*Material to process*:
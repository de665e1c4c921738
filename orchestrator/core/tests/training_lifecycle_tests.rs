// Copyright (c) 2026 100monkeys.ai
// SPDX-License-Identifier: AGPL-3.0

mod common;

use algo_agent_core::application::training::TrainingOrchestrator;
use algo_agent_core::domain::messages::{TrainTaskRequest, TrainingCheckpoint, TrainingResult};
use algo_agent_core::domain::record::TrainingTaskRecord;
use algo_agent_core::domain::repository::TaskRegistry;
use algo_agent_core::domain::task::{JobStatus, TaskError, TaskKind};
use common::{codes, last_payload, Harness};
use std::sync::Arc;

fn request(id: &str) -> TrainTaskRequest {
    TrainTaskRequest {
        task_id: id.into(),
        algorithm_script_minio_bucket: "algo".into(),
        algorithm_script_zip_minio_url: "scripts/yolo.zip".into(),
        algorithm_train_image_name: "yolo:v8".into(),
        algorithm_train_image_minio_bucket: "images".into(),
        algorithm_train_image_minio_url: "yolo-v8.tar".into(),
        dataset_bucket: "datasets".into(),
        dataset_folders: vec!["ds1/data/".into()],
        annotation_folders: vec!["ds1/ann/".into()],
        dataset_label: r#"{"1":"dog","0":"cat"}"#.into(),
        args: vec!["--epochs".into(), "3".into()],
        ..Default::default()
    }
}

fn seed(h: &Harness) {
    h.seed_zip("algo", "scripts/yolo.zip", &[("train.py", "print('train')")]);
    h.seed_object("images", "yolo-v8.tar", b"image");
    h.seed_object("datasets", "ds1/data/a.jpg", b"a");
    h.seed_object("datasets", "ds1/ann/a.txt", b"0 0.5 0.5 1 1");
}

async fn started(h: &mut Harness, id: &str) -> TrainingOrchestrator {
    seed(h);
    let orchestrator = TrainingOrchestrator::new(h.lifecycle::<TrainingTaskRecord>());
    orchestrator.start(request(id)).await;
    h.drain();
    orchestrator
}

#[tokio::test]
async fn start_walks_every_staging_status() {
    let mut h = Harness::new();
    seed(&h);
    let orchestrator = TrainingOrchestrator::new(h.lifecycle::<TrainingTaskRecord>());

    orchestrator.start(request("7")).await;

    let messages = h.drain();
    assert!(messages.iter().all(|m| m.service == h.config.services.train));
    assert_eq!(codes(&messages, "taskStatus"), vec![2, 3, 4, 5, 7]);
    assert_eq!(h.runtime.imports.lock().as_slice(), ["yolo:v8"]);

    let record = orchestrator.lifecycle().find("7").unwrap();
    assert_eq!(record.task_status, JobStatus::Running);
    assert!(record.training_container_name.starts_with("train-7-"));

    let task_dir = orchestrator.lifecycle().task_dir("7");
    assert!(task_dir.join("script/train.py").is_file());
    assert!(task_dir.join("dataset/data/a.jpg").is_file());
    assert!(task_dir.join("dataset/annotation/a.txt").is_file());

    let launches = h.runtime.launches.lock();
    assert_eq!(launches[0].entry_script, "/workspace/script/train.py");
    assert_eq!(
        launches[0].args,
        vec![
            "--task_id",
            "7",
            "--epochs",
            "3",
            "--annotation_dir",
            "/workspace/dataset/annotation/",
            "--data_dir",
            "/workspace/dataset/data/",
            "--class_names",
            "cat,dog"
        ]
    );
}

#[tokio::test]
async fn cached_image_skips_download() {
    let mut h = Harness::new();
    seed(&h);
    h.runtime.add_image("yolo:v8");
    let orchestrator = TrainingOrchestrator::new(h.lifecycle::<TrainingTaskRecord>());

    orchestrator.start(request("8")).await;

    assert_eq!(codes(&h.drain(), "taskStatus"), vec![2, 4, 5, 7]);
    assert!(h.runtime.imports.lock().is_empty());
}

#[tokio::test]
async fn pre_weights_add_their_own_stage() {
    let mut h = Harness::new();
    seed(&h);
    h.runtime.add_image("yolo:v8");
    h.seed_object("weights", "base/yolov8n.pt", b"w");
    let orchestrator = TrainingOrchestrator::new(h.lifecycle::<TrainingTaskRecord>());

    let mut req = request("9");
    req.pre_model_bucket = "weights".into();
    req.pre_model_file_url = "base/yolov8n.pt".into();
    orchestrator.start(req).await;

    assert_eq!(codes(&h.drain(), "taskStatus"), vec![2, 4, 5, 6, 7]);
    assert!(orchestrator.lifecycle().task_dir("9").join("model/yolov8n.pt").is_file());
    let launches = h.runtime.launches.lock();
    assert!(launches[0]
        .args
        .windows(2)
        .any(|w| w[0] == "--pre_weight_path" && w[1] == "/workspace/model/yolov8n.pt"));
}

#[tokio::test]
async fn missing_script_fails_the_start() {
    let mut h = Harness::new();
    h.runtime.add_image("yolo:v8");
    let orchestrator = TrainingOrchestrator::new(h.lifecycle::<TrainingTaskRecord>());

    orchestrator.start(request("10")).await;

    let messages = h.drain();
    assert_eq!(codes(&messages, "taskStatus"), vec![2, 4, 9]);
    let remark = last_payload(&messages)["remark"].as_str().unwrap().to_string();
    assert!(remark.starts_with("start error:"), "{}", remark);
    assert_eq!(h.runtime.launch_count(), 0);

    let record = orchestrator.lifecycle().find("10").unwrap();
    assert_eq!(record.task_status, JobStatus::Failed);
}

#[tokio::test]
async fn empty_folder_list_fails_data_stage() {
    let mut h = Harness::new();
    seed(&h);
    h.runtime.add_image("yolo:v8");
    let orchestrator = TrainingOrchestrator::new(h.lifecycle::<TrainingTaskRecord>());

    let mut req = request("11");
    req.annotation_folders.clear();
    orchestrator.start(req).await;

    assert_eq!(codes(&h.drain(), "taskStatus"), vec![2, 4, 5, 9]);
}

#[tokio::test]
async fn duplicate_start_is_ignored() {
    let mut h = Harness::new();
    let orchestrator = started(&mut h, "12").await;

    orchestrator.start(request("12")).await;

    assert!(h.drain().is_empty());
    assert_eq!(orchestrator.lifecycle().list().len(), 1);
    assert_eq!(h.runtime.launch_count(), 1);
}

#[tokio::test]
async fn stop_keeps_container_and_reports_stopped() {
    let mut h = Harness::new();
    let orchestrator = started(&mut h, "13").await;
    let name = orchestrator.lifecycle().find("13").unwrap().training_container_name;

    orchestrator.stop("13").await;

    assert_eq!(codes(&h.drain(), "taskStatus"), vec![8]);
    assert_eq!(h.runtime.stop_calls(), vec![(name.clone(), false)]);
    assert!(h.runtime.has_container(&name));
    assert_eq!(
        orchestrator.lifecycle().find("13").unwrap().task_status,
        JobStatus::Stopped
    );
}

#[tokio::test]
async fn stop_of_unknown_task_reports_failure() {
    let mut h = Harness::new();
    let orchestrator = TrainingOrchestrator::new(h.lifecycle::<TrainingTaskRecord>());

    orchestrator.stop("404").await;

    let messages = h.drain();
    assert_eq!(codes(&messages, "taskStatus"), vec![9]);
    assert_eq!(last_payload(&messages)["remark"], "task not found");
}

#[tokio::test]
async fn checkpoint_is_uploaded_under_checkpoint_prefix() {
    let mut h = Harness::new();
    let orchestrator = started(&mut h, "14").await;
    let task_dir = orchestrator.lifecycle().task_dir("14");
    std::fs::create_dir_all(task_dir.join("checkpoint")).unwrap();
    std::fs::write(task_dir.join("checkpoint/epoch5.pth"), b"ckpt").unwrap();

    orchestrator
        .on_checkpoint(TrainingCheckpoint {
            task_id: "14".into(),
            epoch: 5,
            checkpoint_path: "/workspace/checkpoint/epoch5.pth".into(),
        })
        .await
        .unwrap();

    assert!(h
        .object_path("algo", "Checkpoint/train-14/checkpoint/epoch5.pth")
        .is_file());
    let payload = last_payload(&h.drain());
    assert_eq!(payload["isCheckpoint"], true);
    assert_eq!(payload["epoch"], 5);
    assert_eq!(payload["checkpointFilePath"], "Checkpoint/train-14/checkpoint/epoch5.pth");
}

#[tokio::test]
async fn finish_uploads_weights_and_stops_container() {
    let mut h = Harness::new();
    let orchestrator = started(&mut h, "15").await;
    let name = orchestrator.lifecycle().find("15").unwrap().training_container_name;
    let model_dir = orchestrator.lifecycle().task_dir("15").join("model");
    std::fs::write(model_dir.join("best.pt"), b"best").unwrap();
    std::fs::write(model_dir.join("last.pt"), b"last").unwrap();

    orchestrator
        .on_finish(TrainingResult {
            task_id: "15".into(),
            best_epoch: 12,
            best_model_path: "/workspace/model/best.pt".into(),
            final_model_path: "model/last.pt".into(),
        })
        .await
        .unwrap();

    assert!(h.object_path("algo", "Model/train-15/best.pt").is_file());
    assert!(h.object_path("algo", "Model/train-15/last.pt").is_file());
    let payload = last_payload(&h.drain());
    assert_eq!(payload["taskStatus"], 10);
    assert_eq!(payload["epoch"], 12);
    assert_eq!(payload["bestWeightPath"], "Model/train-15/best.pt");
    assert_eq!(payload["lastWeightPath"], "Model/train-15/last.pt");

    assert_eq!(
        orchestrator.lifecycle().find("15").unwrap().task_status,
        JobStatus::Succeeded
    );
    assert_eq!(h.runtime.stop_calls(), vec![(name, false)]);
}

#[tokio::test]
async fn finish_without_weights_marks_failed() {
    let mut h = Harness::new();
    let orchestrator = started(&mut h, "16").await;

    let result = orchestrator
        .on_finish(TrainingResult {
            task_id: "16".into(),
            best_epoch: 1,
            best_model_path: "/workspace/model/best.pt".into(),
            final_model_path: "/workspace/model/last.pt".into(),
        })
        .await;

    assert!(result.is_err());
    let record = orchestrator.lifecycle().find("16").unwrap();
    assert_eq!(record.task_status, JobStatus::Failed);
    assert_eq!(record.remark, "best/final model file missing");
}

#[tokio::test]
async fn stop_during_staging_wins_over_the_pending_launch() {
    let mut h = Harness::new();
    seed(&h);
    h.runtime.add_image("yolo:v8");
    let gate = h.gate_downloads();
    let orchestrator = Arc::new(TrainingOrchestrator::new(h.lifecycle::<TrainingTaskRecord>()));

    let starting = tokio::spawn({
        let orchestrator = orchestrator.clone();
        async move { orchestrator.start(request("17")).await }
    });
    gate.reached().await;
    orchestrator.stop("17").await;
    gate.open();
    starting.await.unwrap();

    let statuses = codes(&h.drain(), "taskStatus");
    assert_eq!(statuses, vec![2, 4, 8]);
    assert_eq!(h.runtime.launch_count(), 0);
    assert_eq!(
        orchestrator.lifecycle().find("17").unwrap().task_status,
        JobStatus::Stopped
    );
}

#[tokio::test]
async fn stop_racing_the_launch_removes_the_new_container() {
    let mut h = Harness::new();
    seed(&h);
    h.runtime.add_image("yolo:v8");
    let lifecycle = h.lifecycle::<TrainingTaskRecord>();
    let orchestrator = TrainingOrchestrator::new(lifecycle.clone());

    let registry = lifecycle.registry().clone();
    h.runtime.on_launch(move |spec| {
        let mut record = registry.find(&spec.task_id).unwrap();
        let expected = record.task_status;
        record.task_status = JobStatus::Stopped;
        registry.compare_and_update(expected, record).unwrap();
    });

    orchestrator.start(request("18")).await;

    let statuses = codes(&h.drain(), "taskStatus");
    assert!(!statuses.contains(&7), "{:?}", statuses);
    assert_eq!(h.runtime.launch_count(), 1);
    let stops = h.runtime.stop_calls();
    assert_eq!(stops.len(), 1);
    assert!(stops[0].0.starts_with("train-18-") && stops[0].1);
    assert!(!h.runtime.has_container(&stops[0].0));
    assert_eq!(
        orchestrator.lifecycle().find("18").unwrap().task_status,
        JobStatus::Stopped
    );
}

#[tokio::test]
async fn checkpoint_outside_the_task_directory_is_rejected() {
    let mut h = Harness::new();
    let orchestrator = started(&mut h, "19").await;

    let result = orchestrator
        .on_checkpoint(TrainingCheckpoint {
            task_id: "19".into(),
            epoch: 2,
            checkpoint_path: "/workspace/../training.json".into(),
        })
        .await;

    assert!(matches!(result, Err(TaskError::ValidationFailure(_))));
    assert!(!h.object_path("algo", "Checkpoint/train-19/checkpoint/training.json").exists());
    assert!(h.drain().is_empty());
}

#[tokio::test]
async fn start_with_a_climbing_task_id_is_refused() {
    let mut h = Harness::new();
    seed(&h);
    let orchestrator = TrainingOrchestrator::new(h.lifecycle::<TrainingTaskRecord>());

    orchestrator.start(request("..")).await;

    assert!(h.drain().is_empty());
    assert!(orchestrator.lifecycle().list().is_empty());
    assert_eq!(h.runtime.launch_count(), 0);
}

#[tokio::test]
async fn cleanup_of_a_climbing_task_id_keeps_the_data_root() {
    let mut h = Harness::new();
    let orchestrator = started(&mut h, "20").await;
    let registry_file = h.config.registry_path(TaskKind::Training);
    assert!(registry_file.is_file());

    orchestrator.lifecycle().cleanup("..").await;

    assert!(registry_file.is_file());
    assert!(orchestrator.lifecycle().task_dir("20").is_dir());
}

*Directions for this task*: Track down every line of the material containing the string "TaskKind", and copy it.

*Result of this task*:
use algo_agent_core::domain::task::{JobStatus, TaskError, TaskKind};
    let registry_file = h.config.registry_path(TaskKind::Training);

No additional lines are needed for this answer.